YOUR GOAL - If a line below includes the string "inner", copy it.

DATA IN THIS EXERCISE -
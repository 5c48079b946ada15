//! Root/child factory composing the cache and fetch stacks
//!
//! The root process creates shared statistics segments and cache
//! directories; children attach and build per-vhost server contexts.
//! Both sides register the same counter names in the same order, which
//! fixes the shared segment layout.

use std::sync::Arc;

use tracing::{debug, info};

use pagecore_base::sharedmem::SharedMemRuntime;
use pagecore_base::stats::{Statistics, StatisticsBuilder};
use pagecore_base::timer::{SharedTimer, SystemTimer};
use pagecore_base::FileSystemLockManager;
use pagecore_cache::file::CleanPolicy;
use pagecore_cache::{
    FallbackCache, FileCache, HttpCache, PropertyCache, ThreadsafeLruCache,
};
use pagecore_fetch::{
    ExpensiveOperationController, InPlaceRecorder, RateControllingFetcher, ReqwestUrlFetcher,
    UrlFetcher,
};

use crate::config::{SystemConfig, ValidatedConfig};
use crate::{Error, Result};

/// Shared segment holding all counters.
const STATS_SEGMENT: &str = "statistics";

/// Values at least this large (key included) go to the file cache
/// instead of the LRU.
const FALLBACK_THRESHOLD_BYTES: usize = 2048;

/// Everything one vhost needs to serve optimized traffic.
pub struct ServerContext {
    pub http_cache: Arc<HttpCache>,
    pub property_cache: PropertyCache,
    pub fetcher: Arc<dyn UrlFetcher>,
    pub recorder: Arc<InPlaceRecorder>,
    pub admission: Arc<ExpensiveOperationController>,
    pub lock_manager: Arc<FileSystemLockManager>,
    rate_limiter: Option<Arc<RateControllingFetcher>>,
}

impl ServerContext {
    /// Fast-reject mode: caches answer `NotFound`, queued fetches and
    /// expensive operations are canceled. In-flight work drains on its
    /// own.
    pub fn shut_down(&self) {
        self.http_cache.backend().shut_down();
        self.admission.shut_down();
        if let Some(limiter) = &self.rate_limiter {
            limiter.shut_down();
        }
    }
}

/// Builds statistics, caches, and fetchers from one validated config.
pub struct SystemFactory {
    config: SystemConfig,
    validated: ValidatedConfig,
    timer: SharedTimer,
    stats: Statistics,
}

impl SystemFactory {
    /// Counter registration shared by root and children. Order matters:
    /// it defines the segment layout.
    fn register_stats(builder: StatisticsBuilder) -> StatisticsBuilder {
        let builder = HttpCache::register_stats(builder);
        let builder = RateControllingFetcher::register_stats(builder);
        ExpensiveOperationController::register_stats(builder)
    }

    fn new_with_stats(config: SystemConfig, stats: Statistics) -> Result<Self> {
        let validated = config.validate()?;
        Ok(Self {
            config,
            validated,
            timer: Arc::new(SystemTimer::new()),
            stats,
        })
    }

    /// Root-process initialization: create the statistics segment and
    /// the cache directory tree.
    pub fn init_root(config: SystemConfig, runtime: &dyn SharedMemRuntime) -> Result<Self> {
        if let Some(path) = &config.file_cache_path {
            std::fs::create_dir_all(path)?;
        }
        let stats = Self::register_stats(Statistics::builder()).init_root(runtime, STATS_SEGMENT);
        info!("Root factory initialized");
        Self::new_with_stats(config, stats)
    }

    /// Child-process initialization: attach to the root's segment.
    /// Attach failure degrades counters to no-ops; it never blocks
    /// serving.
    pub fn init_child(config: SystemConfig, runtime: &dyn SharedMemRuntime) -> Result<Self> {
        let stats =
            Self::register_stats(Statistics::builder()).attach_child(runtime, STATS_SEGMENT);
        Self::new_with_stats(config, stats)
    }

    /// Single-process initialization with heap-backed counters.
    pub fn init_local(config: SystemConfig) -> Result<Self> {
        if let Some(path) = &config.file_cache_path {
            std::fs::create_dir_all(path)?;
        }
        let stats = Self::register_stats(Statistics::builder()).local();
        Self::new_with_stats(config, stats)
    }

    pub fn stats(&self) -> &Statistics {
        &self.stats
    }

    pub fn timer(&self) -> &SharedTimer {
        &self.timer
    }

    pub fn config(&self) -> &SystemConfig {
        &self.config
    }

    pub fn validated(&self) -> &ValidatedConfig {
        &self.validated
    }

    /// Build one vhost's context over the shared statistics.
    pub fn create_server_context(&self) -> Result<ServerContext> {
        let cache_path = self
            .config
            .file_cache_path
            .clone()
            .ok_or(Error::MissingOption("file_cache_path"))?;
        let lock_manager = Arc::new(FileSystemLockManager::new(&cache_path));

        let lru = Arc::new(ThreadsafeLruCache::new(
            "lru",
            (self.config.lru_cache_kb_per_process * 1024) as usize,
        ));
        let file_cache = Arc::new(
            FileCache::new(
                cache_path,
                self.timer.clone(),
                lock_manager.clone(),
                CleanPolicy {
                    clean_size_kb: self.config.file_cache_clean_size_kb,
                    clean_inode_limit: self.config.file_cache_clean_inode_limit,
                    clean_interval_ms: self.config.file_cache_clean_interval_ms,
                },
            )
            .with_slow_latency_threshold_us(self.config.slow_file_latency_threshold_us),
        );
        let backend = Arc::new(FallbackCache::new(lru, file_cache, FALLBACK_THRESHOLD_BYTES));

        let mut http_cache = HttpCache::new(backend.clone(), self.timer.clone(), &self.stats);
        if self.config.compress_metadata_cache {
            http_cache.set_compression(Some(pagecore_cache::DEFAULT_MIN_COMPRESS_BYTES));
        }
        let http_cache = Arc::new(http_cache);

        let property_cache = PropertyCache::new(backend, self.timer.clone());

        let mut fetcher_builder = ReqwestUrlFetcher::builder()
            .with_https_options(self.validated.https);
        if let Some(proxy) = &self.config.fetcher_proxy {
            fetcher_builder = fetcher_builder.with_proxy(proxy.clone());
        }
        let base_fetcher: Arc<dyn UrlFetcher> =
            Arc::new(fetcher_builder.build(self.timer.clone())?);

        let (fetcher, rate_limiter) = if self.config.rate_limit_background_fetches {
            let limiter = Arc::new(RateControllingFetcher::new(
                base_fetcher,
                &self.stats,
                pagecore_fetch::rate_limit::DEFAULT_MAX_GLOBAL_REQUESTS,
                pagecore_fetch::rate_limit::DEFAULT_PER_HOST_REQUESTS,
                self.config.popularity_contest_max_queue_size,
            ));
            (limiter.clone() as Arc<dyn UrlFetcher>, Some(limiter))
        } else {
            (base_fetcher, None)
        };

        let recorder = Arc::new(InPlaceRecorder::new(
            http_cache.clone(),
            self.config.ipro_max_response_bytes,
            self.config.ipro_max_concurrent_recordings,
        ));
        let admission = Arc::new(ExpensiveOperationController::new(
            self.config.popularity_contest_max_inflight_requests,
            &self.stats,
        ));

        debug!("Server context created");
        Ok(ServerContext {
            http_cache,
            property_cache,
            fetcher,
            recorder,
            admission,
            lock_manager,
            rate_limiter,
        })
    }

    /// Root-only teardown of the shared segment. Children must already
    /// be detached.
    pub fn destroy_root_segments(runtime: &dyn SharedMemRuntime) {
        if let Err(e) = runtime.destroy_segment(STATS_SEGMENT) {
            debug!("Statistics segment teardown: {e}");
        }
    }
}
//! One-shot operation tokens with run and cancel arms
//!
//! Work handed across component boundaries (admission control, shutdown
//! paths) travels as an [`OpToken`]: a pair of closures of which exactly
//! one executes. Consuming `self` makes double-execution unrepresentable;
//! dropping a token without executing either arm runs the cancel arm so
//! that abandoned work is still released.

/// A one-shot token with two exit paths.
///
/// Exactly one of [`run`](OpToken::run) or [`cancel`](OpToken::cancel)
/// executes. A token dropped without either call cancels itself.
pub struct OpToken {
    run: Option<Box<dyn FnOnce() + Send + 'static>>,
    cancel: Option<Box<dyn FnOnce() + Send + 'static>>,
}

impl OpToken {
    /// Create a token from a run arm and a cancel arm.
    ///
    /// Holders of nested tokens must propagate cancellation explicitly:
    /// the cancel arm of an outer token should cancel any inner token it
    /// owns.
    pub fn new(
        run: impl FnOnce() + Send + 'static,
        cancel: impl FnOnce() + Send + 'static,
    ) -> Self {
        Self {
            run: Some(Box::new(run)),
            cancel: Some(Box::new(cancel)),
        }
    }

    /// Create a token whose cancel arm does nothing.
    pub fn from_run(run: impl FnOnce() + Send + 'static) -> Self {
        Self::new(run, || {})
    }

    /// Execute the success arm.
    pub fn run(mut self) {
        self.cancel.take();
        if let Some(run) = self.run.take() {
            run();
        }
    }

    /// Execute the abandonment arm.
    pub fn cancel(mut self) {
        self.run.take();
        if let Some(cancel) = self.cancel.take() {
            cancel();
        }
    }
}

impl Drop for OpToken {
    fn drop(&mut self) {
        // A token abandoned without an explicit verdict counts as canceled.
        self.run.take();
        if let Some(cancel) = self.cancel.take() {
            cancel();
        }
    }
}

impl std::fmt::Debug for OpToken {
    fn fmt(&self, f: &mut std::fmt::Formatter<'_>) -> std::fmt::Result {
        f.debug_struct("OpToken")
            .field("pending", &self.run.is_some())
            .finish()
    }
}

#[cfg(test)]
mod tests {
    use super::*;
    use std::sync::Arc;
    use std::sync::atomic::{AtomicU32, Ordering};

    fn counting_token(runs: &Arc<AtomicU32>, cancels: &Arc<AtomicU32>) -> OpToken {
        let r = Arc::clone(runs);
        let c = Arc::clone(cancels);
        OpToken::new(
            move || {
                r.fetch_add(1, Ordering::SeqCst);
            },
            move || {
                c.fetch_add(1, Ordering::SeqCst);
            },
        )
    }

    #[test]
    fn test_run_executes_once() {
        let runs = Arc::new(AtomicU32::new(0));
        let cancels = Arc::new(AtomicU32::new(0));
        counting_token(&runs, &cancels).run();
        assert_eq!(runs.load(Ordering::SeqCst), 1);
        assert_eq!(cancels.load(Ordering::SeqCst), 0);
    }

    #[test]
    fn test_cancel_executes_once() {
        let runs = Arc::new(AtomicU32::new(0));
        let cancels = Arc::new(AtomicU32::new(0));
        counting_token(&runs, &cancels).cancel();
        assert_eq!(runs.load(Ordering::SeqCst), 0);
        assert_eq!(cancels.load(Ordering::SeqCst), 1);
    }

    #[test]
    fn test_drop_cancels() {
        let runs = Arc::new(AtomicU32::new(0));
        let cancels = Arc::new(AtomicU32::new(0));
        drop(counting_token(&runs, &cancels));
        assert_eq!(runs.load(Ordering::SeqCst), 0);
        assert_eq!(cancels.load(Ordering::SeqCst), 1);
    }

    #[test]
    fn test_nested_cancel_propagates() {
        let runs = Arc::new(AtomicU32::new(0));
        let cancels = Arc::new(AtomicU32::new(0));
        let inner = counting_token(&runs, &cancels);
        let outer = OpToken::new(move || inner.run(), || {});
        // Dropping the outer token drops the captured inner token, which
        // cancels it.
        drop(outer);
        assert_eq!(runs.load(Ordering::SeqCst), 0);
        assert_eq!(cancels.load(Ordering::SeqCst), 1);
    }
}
--
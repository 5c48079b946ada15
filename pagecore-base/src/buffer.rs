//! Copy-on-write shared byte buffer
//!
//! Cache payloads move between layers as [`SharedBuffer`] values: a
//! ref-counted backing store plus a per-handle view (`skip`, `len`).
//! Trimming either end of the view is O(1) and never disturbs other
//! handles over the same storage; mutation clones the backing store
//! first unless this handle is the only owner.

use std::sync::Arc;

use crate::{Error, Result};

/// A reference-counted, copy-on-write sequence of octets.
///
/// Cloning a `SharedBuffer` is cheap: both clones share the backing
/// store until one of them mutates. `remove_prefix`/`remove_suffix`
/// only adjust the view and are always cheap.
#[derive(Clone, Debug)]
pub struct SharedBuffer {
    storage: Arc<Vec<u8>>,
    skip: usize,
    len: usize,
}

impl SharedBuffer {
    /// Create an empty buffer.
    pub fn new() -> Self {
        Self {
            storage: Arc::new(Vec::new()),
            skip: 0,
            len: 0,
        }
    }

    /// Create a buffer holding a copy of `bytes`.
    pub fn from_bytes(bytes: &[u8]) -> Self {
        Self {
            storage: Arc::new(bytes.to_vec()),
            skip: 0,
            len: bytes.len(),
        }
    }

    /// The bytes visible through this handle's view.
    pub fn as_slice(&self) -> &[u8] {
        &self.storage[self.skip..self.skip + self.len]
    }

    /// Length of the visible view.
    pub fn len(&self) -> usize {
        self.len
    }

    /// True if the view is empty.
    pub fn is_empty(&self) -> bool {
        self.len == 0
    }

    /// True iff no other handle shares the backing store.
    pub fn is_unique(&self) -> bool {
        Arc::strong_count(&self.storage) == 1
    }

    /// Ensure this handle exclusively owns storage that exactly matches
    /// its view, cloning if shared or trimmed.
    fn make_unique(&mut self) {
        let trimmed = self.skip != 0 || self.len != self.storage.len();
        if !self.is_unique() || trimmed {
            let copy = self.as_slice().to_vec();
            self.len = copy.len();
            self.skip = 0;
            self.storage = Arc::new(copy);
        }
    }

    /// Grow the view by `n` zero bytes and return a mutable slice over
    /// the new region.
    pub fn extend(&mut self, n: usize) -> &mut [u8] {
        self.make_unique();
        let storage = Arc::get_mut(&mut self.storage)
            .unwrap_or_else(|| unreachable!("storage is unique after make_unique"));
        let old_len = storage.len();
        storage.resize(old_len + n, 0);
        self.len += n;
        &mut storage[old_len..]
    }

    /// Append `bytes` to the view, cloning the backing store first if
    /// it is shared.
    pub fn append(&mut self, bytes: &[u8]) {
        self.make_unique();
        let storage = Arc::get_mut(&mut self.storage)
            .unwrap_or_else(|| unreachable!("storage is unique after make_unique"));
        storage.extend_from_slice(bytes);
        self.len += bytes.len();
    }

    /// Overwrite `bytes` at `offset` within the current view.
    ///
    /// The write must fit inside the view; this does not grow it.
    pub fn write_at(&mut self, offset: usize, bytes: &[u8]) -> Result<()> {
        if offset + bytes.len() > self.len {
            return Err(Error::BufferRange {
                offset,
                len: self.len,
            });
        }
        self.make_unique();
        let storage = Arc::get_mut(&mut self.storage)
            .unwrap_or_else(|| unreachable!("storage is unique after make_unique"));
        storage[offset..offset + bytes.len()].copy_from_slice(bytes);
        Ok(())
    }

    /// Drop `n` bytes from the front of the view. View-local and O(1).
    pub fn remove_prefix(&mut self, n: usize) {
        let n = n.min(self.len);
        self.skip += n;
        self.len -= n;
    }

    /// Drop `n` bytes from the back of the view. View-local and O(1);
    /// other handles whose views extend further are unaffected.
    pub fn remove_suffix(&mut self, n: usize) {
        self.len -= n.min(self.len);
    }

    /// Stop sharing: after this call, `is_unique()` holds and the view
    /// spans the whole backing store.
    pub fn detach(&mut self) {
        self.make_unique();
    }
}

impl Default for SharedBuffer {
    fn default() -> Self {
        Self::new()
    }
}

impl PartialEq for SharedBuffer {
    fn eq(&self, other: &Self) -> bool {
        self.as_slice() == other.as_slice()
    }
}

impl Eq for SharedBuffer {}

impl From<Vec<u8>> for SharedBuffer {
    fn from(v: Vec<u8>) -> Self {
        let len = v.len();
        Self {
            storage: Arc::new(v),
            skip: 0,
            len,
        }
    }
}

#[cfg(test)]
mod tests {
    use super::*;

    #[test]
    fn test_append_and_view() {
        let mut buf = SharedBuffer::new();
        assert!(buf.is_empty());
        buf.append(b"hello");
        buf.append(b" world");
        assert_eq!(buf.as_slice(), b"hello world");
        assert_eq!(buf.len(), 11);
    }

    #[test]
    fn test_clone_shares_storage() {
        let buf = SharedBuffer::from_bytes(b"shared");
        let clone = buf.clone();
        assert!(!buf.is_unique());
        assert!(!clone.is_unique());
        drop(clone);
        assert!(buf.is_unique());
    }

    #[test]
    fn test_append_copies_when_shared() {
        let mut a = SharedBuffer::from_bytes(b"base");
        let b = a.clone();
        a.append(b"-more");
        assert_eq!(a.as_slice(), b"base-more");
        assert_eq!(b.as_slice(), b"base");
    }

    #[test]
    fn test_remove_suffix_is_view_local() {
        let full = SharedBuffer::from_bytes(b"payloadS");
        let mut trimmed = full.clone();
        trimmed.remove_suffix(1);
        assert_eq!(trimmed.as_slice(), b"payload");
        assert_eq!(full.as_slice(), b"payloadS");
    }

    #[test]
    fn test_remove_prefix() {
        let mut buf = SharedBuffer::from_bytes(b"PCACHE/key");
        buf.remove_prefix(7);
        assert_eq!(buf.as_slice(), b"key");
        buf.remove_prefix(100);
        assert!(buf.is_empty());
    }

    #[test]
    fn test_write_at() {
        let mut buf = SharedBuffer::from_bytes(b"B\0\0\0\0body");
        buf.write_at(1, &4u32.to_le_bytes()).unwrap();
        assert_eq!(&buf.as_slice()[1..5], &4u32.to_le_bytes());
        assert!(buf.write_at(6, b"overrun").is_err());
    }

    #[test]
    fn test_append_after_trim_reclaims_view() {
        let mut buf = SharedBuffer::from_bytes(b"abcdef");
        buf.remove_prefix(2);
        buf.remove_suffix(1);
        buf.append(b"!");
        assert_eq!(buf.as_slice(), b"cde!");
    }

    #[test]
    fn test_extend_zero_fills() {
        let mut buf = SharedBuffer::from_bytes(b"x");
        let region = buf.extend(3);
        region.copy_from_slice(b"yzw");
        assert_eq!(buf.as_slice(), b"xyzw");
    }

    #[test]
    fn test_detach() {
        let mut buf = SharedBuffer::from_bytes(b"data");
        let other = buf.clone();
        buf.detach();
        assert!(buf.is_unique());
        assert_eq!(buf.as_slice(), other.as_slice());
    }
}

EXERCISE RESULT -
    /// the cancel arm of an outer token should cancel any inner token it
        let inner = counting_token(&runs, &cancels);
        let outer = OpToken::new(move || inner.run(), || {});
        // Dropping the outer token drops the captured inner token, which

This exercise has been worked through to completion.